国际生殖健康/计划生育 ›› 2016, Vol. 35 ›› Issue (1): 73-77.

• 综述 • 上一篇    下一篇

盆底功能障碍性疾病的研究进展

孟文彬,宋静慧,杨有莲   

  1. 010050 呼和浩特,内蒙古医科大学附属医院妇产科
  • 收稿日期:1900-01-01 修回日期:1900-01-01 出版日期:2016-01-15 发布日期:2016-01-15
  • 通讯作者: 杨有莲

Recent Advances in Pelvic Floor Dysfunction

MENG Wen-bin,SONG Jing-hui,YANG You-lian   

  1. Department of Obstetrics and Gynecology,The Affiliated Hospital of Inner Mongolia Medical University,Hohhot 010050,China
  • Received:1900-01-01 Revised:1900-01-01 Published:2016-01-15 Online:2016-01-15
  • Contact: YANG You-lian

摘要: 盆底功能障碍性疾病(pelvic floor dysfunction,PFD)是因盆底支持结构薄弱损伤引起的一类疾病,其病因为多因素。随着人类预期寿命延长,其发病率逐年增高,严重影响中老年女性的生活质量。随着对盆底研究的发展,新理论、新术式、新材料和新器械的应用,该疾病的治疗除了各种传统术式外,还出现了使用各种网片、悬吊等新术式。但传统及现代手术均存在不同并发症,因此在治疗的选择上应个体化。综述PFD病因、新诊断方式和治疗的理论依据,分析各种治疗方案的优缺点和适应证,介绍新技术、新材料和新器械的应用,以及相关的研究进展。

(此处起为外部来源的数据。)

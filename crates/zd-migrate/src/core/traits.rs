//! Core traits for the migration engine.
//!
//! - [`Introspector`]: reads column, table and view metadata from the catalog
//! - [`Connection`]: executes statements, runs chunked backfill statements
//!   and streams bulk loads
//! - [`ChunkStatement`]: a prepared chunk that must be closed after use
//! - [`Dialect`]: renders primitive operations to SQL
//!
//! Generators and the backfill engine only see these traits, which keeps
//! them testable with in-memory implementations.

use async_trait::async_trait;
use tokio::io::AsyncRead;

use super::identifier::TableRef;
use super::operation::Operation;
use super::schema::{ColumnDescriptor, TableDescriptor, ViewDescriptor};
use crate::dialect::DatabaseKind;
use crate::error::Result;

/// Read schema metadata from the live catalog.
///
/// Implementations fail with `ZdError::NotConnected` when the connection is
/// gone, `ZdError::UnsupportedDatabase` for database kinds they cannot read
/// and `ZdError::NotFound` for missing objects.
#[async_trait]
pub trait Introspector: Send + Sync {
    /// Type, nullability, default and owning constraints of a column.
    async fn describe_column(&self, table: &TableRef, column: &str) -> Result<ColumnDescriptor>;

    /// Column and primary key lists of a table.
    async fn describe_table(&self, table: &TableRef) -> Result<TableDescriptor>;

    /// Definition of a view.
    async fn describe_view(&self, view: &TableRef) -> Result<ViewDescriptor>;

    /// Columns of the best unique, all-not-null index (primary key first).
    ///
    /// Returns an empty list when the table has no such index.
    async fn best_row_identifier(&self, table: &TableRef) -> Result<Vec<String>>;
}

/// A single database connection owned by one migration invocation.
#[async_trait]
pub trait Connection: Send + Sync {
    fn database_kind(&self) -> DatabaseKind;

    fn is_closed(&self) -> bool;

    /// Execute one statement outside of chunk handling (autocommit).
    async fn execute(&self, sql: &str) -> Result<u64>;

    /// Open a transaction and prepare a chunk statement in it.
    async fn prepare(&self, sql: &str) -> Result<Box<dyn ChunkStatement>>;

    /// Commit the transaction opened by [`Connection::prepare`].
    async fn commit(&self) -> Result<()>;

    /// Run a `COPY ... FROM STDIN` statement fed from `source`, returning
    /// the number of rows copied.
    async fn copy_in(&self, sql: &str, source: Box<dyn AsyncRead + Send + Unpin>) -> Result<u64>;
}

/// One prepared chunk of a backfill.
#[async_trait]
pub trait ChunkStatement: Send {
    /// Run the chunk, returning the number of affected rows.
    async fn execute(&mut self) -> Result<u64>;

    /// Release the statement. Rolls back if the chunk was not committed.
    async fn close(self: Box<Self>) -> Result<()>;
}

/// SQL rendering strategy for a database kind.
pub trait Dialect: Send + Sync {
    /// Dialect identifier (e.g. "postgres").
    fn name(&self) -> &str;

    /// Quote an identifier.
    fn quote_ident(&self, name: &str) -> Result<String>;

    /// Whether this dialect can render `op`.
    fn supports(&self, op: &Operation) -> bool;

    /// Render `op` as one or more statements, in execution order.
    ///
    /// Backfill operations are executed by the engine, not rendered; a
    /// dialect returns `ZdError::Unsupported` for them.
    fn render(&self, op: &Operation) -> Result<Vec<String>>;
}
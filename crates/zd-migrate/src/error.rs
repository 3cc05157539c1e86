//! Error types for the zero-downtime migration library.

use thiserror::Error;

/// Exit code for configuration and validation errors.
pub const EXIT_CONFIG_ERROR: u8 = 1;
/// Exit code for connectivity errors.
pub const EXIT_CONNECTION_ERROR: u8 = 2;
/// Exit code for statement or backfill execution errors.
pub const EXIT_EXECUTION_ERROR: u8 = 3;
/// Exit code for unsupported operations (including impossible rollbacks).
pub const EXIT_UNSUPPORTED: u8 = 4;
/// Exit code for file system errors.
pub const EXIT_IO_ERROR: u8 = 7;

/// Main error type for migration operations.
#[derive(Error, Debug)]
pub enum ZdError {
    /// Configuration error (invalid YAML, missing fields, etc.)
    #[error("Configuration error: {0}")]
    Config(String),

    /// A change failed validation before any statement was issued.
    #[error("Validation failed for {subject}: {}", .errors.join("; "))]
    Validation {
        subject: String,
        errors: Vec<String>,
    },

    /// No usable connection (absent or already closed).
    #[error("Not connected to database")]
    NotConnected,

    /// Introspection or execution was requested against a database kind
    /// that does not support it.
    #[error("Unsupported database: {0}")]
    UnsupportedDatabase(String),

    /// A catalog object could not be found.
    #[error("{kind} {name} not found")]
    NotFound { kind: &'static str, name: String },

    /// No row identifier could be resolved for a backfill.
    #[error("Table {0} has no primary key or unique not-null index to match rows by")]
    NoRowIdentifier(String),

    /// The requested operation is not supported by this engine.
    #[error("Unsupported operation: {0}")]
    Unsupported(String),

    /// A rollback was requested for a terminal contract step.
    #[error("Rollback impossible: {0}")]
    RollbackImpossible(String),

    /// A backfill chunk failed.
    #[error("Backfill of {target} failed after {chunks_committed} committed chunks: {source}")]
    Backfill {
        target: String,
        chunks_committed: u64,
        #[source]
        source: Box<ZdError>,
    },

    /// Database query or connection error
    #[error("Database error: {0}")]
    Database(#[from] tokio_postgres::Error),

    /// IO error (file operations)
    #[error("IO error: {0}")]
    Io(#[from] std::io::Error),

    /// YAML serialization/deserialization error
    #[error("YAML error: {0}")]
    Yaml(#[from] serde_yaml::Error),

    /// JSON serialization/deserialization error
    #[error("JSON error: {0}")]
    Json(#[from] serde_json::Error),
}

impl ZdError {
    /// Create a Validation error for a subject with collected messages.
    pub fn validation(subject: impl Into<String>, errors: Vec<String>) -> Self {
        ZdError::Validation {
            subject: subject.into(),
            errors,
        }
    }

    /// Create a NotFound error.
    pub fn not_found(kind: &'static str, name: impl Into<String>) -> Self {
        ZdError::NotFound {
            kind,
            name: name.into(),
        }
    }

    /// Wrap a chunk failure with the backfill target and progress reached.
    pub fn backfill(target: impl Into<String>, chunks_committed: u64, source: ZdError) -> Self {
        ZdError::Backfill {
            target: target.into(),
            chunks_committed,
            source: Box::new(source),
        }
    }

    /// Whether this error means "the connection is unusable".
    pub fn is_connectivity(&self) -> bool {
        match self {
            ZdError::NotConnected => true,
            ZdError::Database(e) => e.is_closed(),
            _ => false,
        }
    }

    /// Process exit code for the CLI.
    pub fn exit_code(&self) -> u8 {
        match self {
            ZdError::Config(_)
            | ZdError::Validation { .. }
            | ZdError::Yaml(_)
            | ZdError::Json(_) => EXIT_CONFIG_ERROR,
            ZdError::NotConnected => EXIT_CONNECTION_ERROR,
            ZdError::Database(e) if e.is_closed() => EXIT_CONNECTION_ERROR,
            ZdError::Unsupported(_)
            | ZdError::UnsupportedDatabase(_)
            | ZdError::RollbackImpossible(_) => EXIT_UNSUPPORTED,
            ZdError::Io(_) => EXIT_IO_ERROR,
            ZdError::Backfill { source, .. } if source.is_connectivity() => EXIT_CONNECTION_ERROR,
            ZdError::NotFound { .. }
            | ZdError::NoRowIdentifier(_)
            | ZdError::Backfill { .. }
            | ZdError::Database(_) => EXIT_EXECUTION_ERROR,
        }
    }

    /// Format error with full details including error chain
    pub fn format_detailed(&self) -> String {
        let mut output = format!("Error: {}\n", self);

        let mut source = std::error::Error::source(self);
        let mut depth = 1;
        while let Some(err) = source {
            output.push_str(&format!("\nCaused by:\n  {}: {}", depth, err));
            source = err.source();
            depth += 1;
        }

        output
    }
}

/// Result type alias for migration operations.
pub type Result<T> = std::result::Result<T, ZdError>;

#[cfg(test)]
mod tests {
    use super::*;

    #[test]
    fn test_validation_message_joins_errors() {
        let err = ZdError::validation(
            "batch_column_migration",
            vec!["Table is not provided".into(), "sleepTime cannot be negative".into()],
        );
        assert_eq!(
            err.to_string(),
            "Validation failed for batch_column_migration: Table is not provided; sleepTime cannot be negative"
        );
        assert_eq!(err.exit_code(), EXIT_CONFIG_ERROR);
    }

    #[test]
    fn test_backfill_error_keeps_progress_and_cause() {
        let err = ZdError::backfill("customer(phone -> phoneNumber)", 2, ZdError::NotConnected);
        assert!(err.to_string().contains("after 2 committed chunks"));
        assert_eq!(err.exit_code(), EXIT_CONNECTION_ERROR);

        let detailed = err.format_detailed();
        assert!(detailed.contains("Caused by:"));
        assert!(detailed.contains("Not connected to database"));
    }

    #[test]
    fn test_rollback_impossible_is_distinct_from_execution() {
        let rollback = ZdError::RollbackImpossible("contract".into());
        let exec = ZdError::backfill("t", 0, ZdError::Unsupported("x".into()));
        assert_eq!(rollback.exit_code(), EXIT_UNSUPPORTED);
        assert_eq!(exec.exit_code(), EXIT_EXECUTION_ERROR);
    }

    #[test]
    fn test_io_exit_code() {
        let err = ZdError::Io(std::io::Error::new(std::io::ErrorKind::NotFound, "missing"));
        assert_eq!(err.exit_code(), EXIT_IO_ERROR);
    }
}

关键词: 骨盆底, 脱垂, 尿失禁, 压力性, 治疗, 诊断

Abstract: Pelvic floor dysfunction(PFD) refers to a wide range of medical conditions caused by the weakness, tightness, or impairment of the muscles in the pelvic floor, with increasing incidence over time. The contributing factors for the pathogenesis of PFD are multi-factorial. Although the non-operative management of PFD is a safe way to treat many pelvic floor complaints, surgical management is another choice if the function rehabilitation of pelvic floor can not be achieved by the non-operative treatment. With increasing knowledge on the anatomical components and structure of the pelvic floor, modern modalities including transvaginal uphold mesh and uterosacral suspension are applied, along with the traditional surgical procedures. However, both traditional and modern modalities could be accompanied with post-operative complications. It is proposed that PFD treatment should be individual-based. This review summarized the pathogenesis of PFD and the new diagnostic modes which provide the theoretical basis for clinical treatment, compared the advantages and disadvantages of different treatment modalities as well as their indications, and introduced new techniques, new materials and new instruments as well as their research progress.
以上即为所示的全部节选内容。